This chunk loads the tidyverse package, which helps us display data visualizations
#1
library(tidyverse)
## ── Attaching core tidyverse packages ──────────────────────── tidyverse 2.0.0 ──
## ✔ dplyr 1.1.4 ✔ readr 2.1.5
## ✔ forcats 1.0.0 ✔ stringr 1.5.1
## ✔ ggplot2 3.5.1 ✔ tibble 3.2.1
## ✔ lubridate 1.9.4 ✔ tidyr 1.3.1
## ✔ purrr 1.0.2
## ── Conflicts ────────────────────────────────────────── tidyverse_conflicts() ──
## ✖ dplyr::filter() masks stats::filter()

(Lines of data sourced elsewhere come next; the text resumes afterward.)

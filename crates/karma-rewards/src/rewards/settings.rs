use std::collections::{BTreeMap, BTreeSet};
use std::io::Read;
use std::path::Path;

use serde::{Deserialize, Serialize};

use super::conditions::{Condition, ConditionParseError};
use super::domain::{MetricKey, RarityTier};
use super::rules::RewardRule;

/// Tolerance applied to every "weights sum to one" check.
pub const WEIGHT_TOLERANCE: f64 = 1e-6;

/// Static engine configuration, loaded once and never mutated.
#[derive(Debug, Clone, PartialEq, Serialize, Deserialize)]
pub struct RewardEngineConfig {
    pub reward_probability_threshold: f64,
    pub karma_min: u32,
    pub karma_max: u32,
    pub metric_ranges: BTreeMap<MetricKey, MetricRange>,
    pub reward_rules: Vec<RewardRuleConfig>,
    pub box_types: BTreeMap<String, BoxTypeConfig>,
    pub target_rarity_dist: BTreeMap<RarityTier, f64>,
    #[serde(default)]
    pub temporal_trends: TemporalTrends,
}

/// Inclusive valid range for one metric.
#[derive(Debug, Clone, Copy, PartialEq, Eq, Serialize, Deserialize)]
pub struct MetricRange {
    pub min: u32,
    pub max: u32,
}

impl MetricRange {
    pub fn clamp(&self, value: u32) -> u32 {
        value.clamp(self.min, self.max)
    }

    /// Scale a value into [0, 1]; a zero-width range maps everything to 0.
    pub fn normalize(&self, value: u32) -> f64 {
        let width = self.max.saturating_sub(self.min);
        if width == 0 {
            return 0.0;
        }
        f64::from(self.clamp(value) - self.min) / f64::from(width)
    }
}

/// A named rule, keyed by the box type it unlocks.
#[derive(Debug, Clone, PartialEq, Eq, Serialize, Deserialize)]
pub struct RewardRuleConfig {
    pub box_type: String,
    pub description: String,
    pub conditions: Vec<String>,
}

#[derive(Debug, Clone, PartialEq, Serialize, Deserialize)]
pub struct BoxTypeConfig {
    pub name: String,
    pub base_karma: u32,
    pub rarity_weights: BTreeMap<RarityTier, f64>,
}

impl BoxTypeConfig {
    pub fn weight(&self, tier: RarityTier) -> f64 {
        self.rarity_weights.get(&tier).copied().unwrap_or(0.0)
    }

    pub fn total_weight(&self) -> f64 {
        self.rarity_weights.values().sum()
    }
}

#[derive(Debug, Clone, PartialEq, Serialize, Deserialize)]
pub struct TemporalTrends {
    #[serde(default = "default_weekend_multiplier")]
    pub weekend_multiplier: f64,
    #[serde(default)]
    pub seasonal_multipliers: BTreeMap<u32, f64>,
}

impl Default for TemporalTrends {
    fn default() -> Self {
        Self {
            weekend_multiplier: default_weekend_multiplier(),
            seasonal_multipliers: BTreeMap::new(),
        }
    }
}

fn default_weekend_multiplier() -> f64 {
    1.0
}

impl TemporalTrends {
    pub fn seasonal_multiplier(&self, month: u32) -> f64 {
        self.seasonal_multipliers.get(&month).copied().unwrap_or(1.0)
    }
}

/// Structural problems that make the engine configuration unusable.
#[derive(Debug, Clone, PartialEq, thiserror::Error)]
pub enum ConfigurationError {
    #[error("reward_probability_threshold {0} must be within [0, 1]")]
    InvalidThreshold(f64),
    #[error("karma bounds invalid: min {min}, max {max}")]
    InvalidKarmaBounds { min: u32, max: u32 },
    #[error("no valid range configured for metric '{0}'")]
    MissingMetricRange(MetricKey),
    #[error("metric '{metric}' range is inverted ({min} > {max})")]
    InvertedMetricRange { metric: MetricKey, min: u32, max: u32 },
    #[error("reward rule '{0}' is defined more than once")]
    DuplicateRule(String),
    #[error("reward rule '{0}' has no conditions")]
    EmptyRule(String),
    #[error("reward rule '{rule}' condition '{condition}': {source}")]
    InvalidCondition {
        rule: String,
        condition: String,
        #[source]
        source: ConditionParseError,
    },
    #[error("reward rule '{0}' references an unknown box type")]
    MissingBoxType(String),
    #[error("box type '{0}' has no reward rule")]
    UnruledBoxType(String),
    #[error("box type '{0}' must carry a base_karma of at least 1")]
    InvalidBaseKarma(String),
    #[error("target rarity distribution is empty")]
    EmptyTargetDistribution,
    #[error("{owner} weight for '{tier}' is negative or not finite")]
    InvalidWeight { owner: String, tier: RarityTier },
    #[error("{owner} weights sum to {sum}, expected 1.0")]
    WeightsNotNormalized { owner: String, sum: f64 },
    #[error("box type '{box_type}' is missing a weight for rarity '{tier}'")]
    MissingRarityWeight { box_type: String, tier: RarityTier },
    #[error("seasonal multiplier month {0} is outside 1..=12")]
    InvalidSeasonMonth(u32),
    #[error("temporal multiplier {0} must be positive")]
    InvalidTemporalMultiplier(f64),
}

#[derive(Debug, thiserror::Error)]
pub enum ConfigLoadError {
    #[error("failed to read reward configuration: {0}")]
    Io(#[from] std::io::Error),
    #[error("invalid reward configuration JSON: {0}")]
    Json(#[from] serde_json::Error),
}

impl RewardEngineConfig {
    pub fn from_path<P: AsRef<Path>>(path: P) -> Result<Self, ConfigLoadError> {
        let file = std::fs::File::open(path)?;
        Self::from_reader(file)
    }

    pub fn from_reader<R: Read>(reader: R) -> Result<Self, ConfigLoadError> {
        Ok(serde_json::from_reader(reader)?)
    }

    pub fn box_type(&self, id: &str) -> Option<&BoxTypeConfig> {
        self.box_types.get(id)
    }

    /// Box types whose weights are all zero. These are accepted but degrade
    /// rarity selection to the common tier.
    pub fn zero_weight_box_types(&self) -> Vec<&str> {
        self.box_types
            .iter()
            .filter(|(_, config)| config.total_weight() == 0.0)
            .map(|(id, _)| id.as_str())
            .collect()
    }

    /// Check structural invariants and compile every rule's conditions,
    /// preserving configuration order.
    pub fn validate(&self) -> Result<Vec<RewardRule>, ConfigurationError> {
        let threshold = self.reward_probability_threshold;
        if !(0.0..=1.0).contains(&threshold) {
            return Err(ConfigurationError::InvalidThreshold(threshold));
        }
        if self.karma_min == 0 || self.karma_min > self.karma_max {
            return Err(ConfigurationError::InvalidKarmaBounds {
                min: self.karma_min,
                max: self.karma_max,
            });
        }

        for metric in MetricKey::ALL {
            let range = self
                .metric_ranges
                .get(&metric)
                .ok_or(ConfigurationError::MissingMetricRange(metric))?;
            if range.min > range.max {
                return Err(ConfigurationError::InvertedMetricRange {
                    metric,
                    min: range.min,
                    max: range.max,
                });
            }
        }

        let compiled = self.compile_rules()?;

        if self.target_rarity_dist.is_empty() {
            return Err(ConfigurationError::EmptyTargetDistribution);
        }
        validate_distribution("target rarity distribution", &self.target_rarity_dist)?;

        for (id, box_type) in &self.box_types {
            if box_type.base_karma == 0 {
                return Err(ConfigurationError::InvalidBaseKarma(id.clone()));
            }
            for tier in self.target_rarity_dist.keys() {
                if !box_type.rarity_weights.contains_key(tier) {
                    return Err(ConfigurationError::MissingRarityWeight {
                        box_type: id.clone(),
                        tier: *tier,
                    });
                }
            }
            if box_type.total_weight() != 0.0 {
                validate_distribution(&format!("box type '{id}'"), &box_type.rarity_weights)?;
            } else {
                validate_non_negative(&format!("box type '{id}'"), &box_type.rarity_weights)?;
            }
        }

        let trends = &self.temporal_trends;
        if !(trends.weekend_multiplier.is_finite() && trends.weekend_multiplier > 0.0) {
            return Err(ConfigurationError::InvalidTemporalMultiplier(
                trends.weekend_multiplier,
            ));
        }
        for (month, multiplier) in &trends.seasonal_multipliers {
            if !(1..=12).contains(month) {
                return Err(ConfigurationError::InvalidSeasonMonth(*month));
            }
            if !(multiplier.is_finite() && *multiplier > 0.0) {
                return Err(ConfigurationError::InvalidTemporalMultiplier(*multiplier));
            }
        }

        Ok(compiled)
    }

    fn compile_rules(&self) -> Result<Vec<RewardRule>, ConfigurationError> {
        let mut seen = BTreeSet::new();
        let mut compiled = Vec::with_capacity(self.reward_rules.len());

        for rule in &self.reward_rules {
            if !seen.insert(rule.box_type.as_str()) {
                return Err(ConfigurationError::DuplicateRule(rule.box_type.clone()));
            }
            if !self.box_types.contains_key(&rule.box_type) {
                return Err(ConfigurationError::MissingBoxType(rule.box_type.clone()));
            }
            if rule.conditions.is_empty() {
                return Err(ConfigurationError::EmptyRule(rule.box_type.clone()));
            }

            let conditions = rule
                .conditions
                .iter()
                .map(|raw| {
                    raw.parse::<Condition>()
                        .map_err(|source| ConfigurationError::InvalidCondition {
                            rule: rule.box_type.clone(),
                            condition: raw.clone(),
                            source,
                        })
                })
                .collect::<Result<Vec<_>, _>>()?;
            compiled.push(RewardRule {
                box_type: rule.box_type.clone(),
                description: rule.description.clone(),
                conditions,
            });
        }

        if let Some(orphan) = self
            .box_types
            .keys()
            .find(|id| !seen.contains(id.as_str()))
        {
            return Err(ConfigurationError::UnruledBoxType(orphan.clone()));
        }

        Ok(compiled)
    }
}

fn validate_non_negative(
    owner: &str,
    weights: &BTreeMap<RarityTier, f64>,
) -> Result<(), ConfigurationError> {
    for (tier, weight) in weights {
        if !(weight.is_finite() && *weight >= 0.0) {
            return Err(ConfigurationError::InvalidWeight {
                owner: owner.to_string(),
                tier: *tier,
            });
        }
    }
    Ok(())
}

fn validate_distribution(
    owner: &str,
    weights: &BTreeMap<RarityTier, f64>,
) -> Result<(), ConfigurationError> {
    validate_non_negative(owner, weights)?;
    let sum: f64 = weights.values().sum();
    if weights.is_empty() || (sum - 1.0).abs() > WEIGHT_TOLERANCE {
        return Err(ConfigurationError::WeightsNotNormalized {
            owner: owner.to_string(),
            sum,
        });
    }
    Ok(())
}

#[cfg(test)]
mod tests {
    use super::*;

    #[test]
    fn normalize_scales_and_clamps() {
        let range = MetricRange { min: 10, max: 20 };
        assert_eq!(range.normalize(5), 0.0);
        assert_eq!(range.normalize(15), 0.5);
        assert_eq!(range.normalize(40), 1.0);
        assert_eq!(range.clamp(40), 20);
    }

    #[test]
    fn zero_width_range_normalizes_to_zero() {
        let range = MetricRange { min: 3, max: 3 };
        assert_eq!(range.normalize(3), 0.0);
        assert_eq!(range.normalize(100), 0.0);
    }

    #[test]
    fn seasonal_multiplier_defaults_to_one() {
        let mut trends = TemporalTrends::default();
        trends.seasonal_multipliers.insert(12, 1.5);
        assert_eq!(trends.seasonal_multiplier(12), 1.5);
        assert_eq!(trends.seasonal_multiplier(3), 1.0);
    }

    #[test]
    fn temporal_trends_deserialize_month_keys() {
        let trends: TemporalTrends =
            serde_json::from_str(r#"{"seasonal_multipliers": {"11": 1.1, "12": 1.5}}"#)
                .expect("parses");
        assert_eq!(trends.weekend_multiplier, 1.0);
        assert_eq!(trends.seasonal_multiplier(11), 1.1);
    }
}
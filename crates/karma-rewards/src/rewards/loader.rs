use std::path::{Path, PathBuf};
use std::sync::Arc;

use tracing::info;

use super::conditions::{FeatureConditionError, FeatureConditions};
use super::engine::RewardEngine;
use super::scorer::{LogisticScorer, ScorerLoadError, ScorerModel};
use super::settings::{ConfigLoadError, ConfigurationError, RewardEngineConfig};
use crate::config::RewardDataConfig;

/// Engine plus the scorer metadata surfaced on the version endpoint.
pub struct LoadedRewardData {
    pub engine: RewardEngine,
    pub model: ScorerModel,
}

#[derive(Debug, thiserror::Error)]
pub enum RewardDataError {
    #[error("{}: {source}", .path.display())]
    EngineConfig {
        path: PathBuf,
        #[source]
        source: ConfigLoadError,
    },
    #[error("{}: {source}", .path.display())]
    Conditions {
        path: PathBuf,
        #[source]
        source: FeatureConditionError,
    },
    #[error("{}: {source}", .path.display())]
    Scorer {
        path: PathBuf,
        #[source]
        source: ScorerLoadError,
    },
    #[error("invalid reward configuration: {0}")]
    Invalid(#[from] ConfigurationError),
}

/// Read the engine config, feature catalogue, and scorer weights, then build
/// a validated engine.
pub fn load_reward_data(paths: &RewardDataConfig) -> Result<LoadedRewardData, RewardDataError> {
    let config = RewardEngineConfig::from_path(&paths.engine_config_path).map_err(|source| {
        RewardDataError::EngineConfig {
            path: paths.engine_config_path.clone(),
            source,
        }
    })?;
    let conditions = FeatureConditions::from_path(&paths.conditions_path).map_err(|source| {
        RewardDataError::Conditions {
            path: paths.conditions_path.clone(),
            source,
        }
    })?;
    let scorer = load_scorer(&paths.scorer_path)?;
    let model = scorer.model().clone();

    let engine = RewardEngine::new(config, conditions, Arc::new(scorer))?;
    info!(
        rules = engine.rules().iter().count(),
        feature_conditions = engine.feature_conditions().len(),
        model_version = %model.version,
        "reward data loaded"
    );

    Ok(LoadedRewardData { engine, model })
}

fn load_scorer(path: &Path) -> Result<LogisticScorer, RewardDataError> {
    LogisticScorer::from_path(path).map_err(|source| RewardDataError::Scorer {
        path: path.to_path_buf(),
        source,
    })
}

## ✖ dplyr::lag() masks stats::lag()
## ℹ Use the conflicted package (<http://conflicted.r-lib.org/>) to force all conflicts to become errors
This chunk reads the Titanic Excel file and displays the first few rows.
#2
titanicdata <- readxl::read_excel("TitanicData-1.xlsx")
head(titanicdata)
## # A tibble: 6 × 6
## pclass survived name sex age fare
## <chr> <chr> <chr> <chr> <dbl> <dbl>
## 1 First Survived Allen, Miss. Elisabeth Walton fema… 29 211.
## 2 First Survived Allison, Master. Hudson Trevor male 0.92 152.
## 3 First Perished Allison, Miss. Helen Loraine fema… 2 152.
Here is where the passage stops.